Social isolation and life expectancy

Life expectancy moved from under 50 years to over 70 years over the course of the 20th century.  Persons born between 1946 and 1964 add up to approximately 76.4 million people who are beginning to enter the 70-year mark.  This large group of people are balancing their own needs, as many are still working, along with those of living parents and for some grandparents.  In addition, this group of older adults, due to having fewer children than previous generations, along with a higher rate of divorce, are experiencing more social isolation.

Loneliness does not appear overnight.  Over years a person may become more isolated by small degrees.  Friends and relatives die or move away, mobility slowly starts to restrict activity and sometimes problems such as incontinence, deafness and fear of falling keep people more isolated.

Prolonged isolation can damage the immune system, leaving people more vulnerable to infections.  It can also affect the cardiovascular system, increasing the risk of heart and circulatory problems.  Lack of social interaction has also been linked to the onset of Alzheimer’s disease.

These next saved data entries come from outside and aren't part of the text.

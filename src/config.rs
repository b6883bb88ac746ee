//! Synchronization settings shared by both ends of a transfer
//!
//! Signature, delta and target must all be produced with the same block
//! size and strong hash; nothing in the file formats records them.

use crate::sync::error::{Result, SyncError};
use crate::sync::generator::DEFAULT_IO_BUFFER_SIZE;
use crate::sync::signature::{BlockSignature, DEFAULT_BLOCK_SIZE};
use crate::sync::strong_hash::StrongHashKind;
use serde::{Deserialize, Serialize};

/// Configuration for a synchronization session
#[derive(Debug, Clone, PartialEq, Eq, Serialize, Deserialize)]
#[serde(default)]
pub struct SyncConfig {
    /// Nominal block size in bytes
    pub block_size: usize,
    /// Strong hash confirming weak-hash matches
    pub strong_hash: StrongHashKind,
    /// Buffer size for streaming reads and writes
    pub io_buffer_size: usize,
}

impl Default for SyncConfig {
    fn default() -> Self {
        Self {
            block_size: DEFAULT_BLOCK_SIZE,
            strong_hash: StrongHashKind::default(),
            io_buffer_size: DEFAULT_IO_BUFFER_SIZE,
        }
    }
}

impl SyncConfig {
    /// Create a config with a custom block size
    pub fn new(block_size: usize) -> Self {
        Self {
            block_size,
            ..Default::default()
        }
    }

    pub fn with_strong_hash(mut self, kind: StrongHashKind) -> Self {
        self.strong_hash = kind;
        self
    }

    pub fn with_io_buffer_size(mut self, size: usize) -> Self {
        self.io_buffer_size = size;
        self
    }

    /// Parse a JSON config; omitted fields take their defaults
    pub fn from_json_str(json: &str) -> Result<Self> {
        let config: Self = serde_json::from_str(json)
            .map_err(|e| SyncError::InvalidConfig(e.to_string()))?;
        config.validate()?;
        Ok(config)
    }

    pub fn validate(&self) -> Result<()> {
        if self.block_size == 0 {
            return Err(SyncError::InvalidConfig(
                "block size must be at least 1".to_string(),
            ));
        }
        if self.block_size as u64 > u32::MAX as u64 {
            return Err(SyncError::InvalidConfig(format!(
                "block size {} exceeds {}",
                self.block_size,
                u32::MAX
            )));
        }
        if self.io_buffer_size == 0 {
            return Err(SyncError::InvalidConfig(
                "I/O buffer size must be at least 1".to_string(),
            ));
        }
        Ok(())
    }

    /// Width of one signature record under this config
    pub fn record_width(&self) -> usize {
        BlockSignature::record_width(self.strong_hash.digest_len())
    }
}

The role of companion/homemaker care provides a level of social integration that is not always credited for its role in abating loneliness.  Social isolation has been described as the hidden killer, causing serious health problems which can have devastating consequences.  Social relationships can be more than family and friends; qualified non-medical home care service is one of the most overlooked opportunities to improve quality of life.  Studies by scholars such as Karl Pillemer and Elaine Wethington from the Department of Human Development & Sociology at Cornell University, in Ithaca, New York, are proving the importance of maintaining social connections and resources from middle age and beyond is essential as the foundation for successful aging.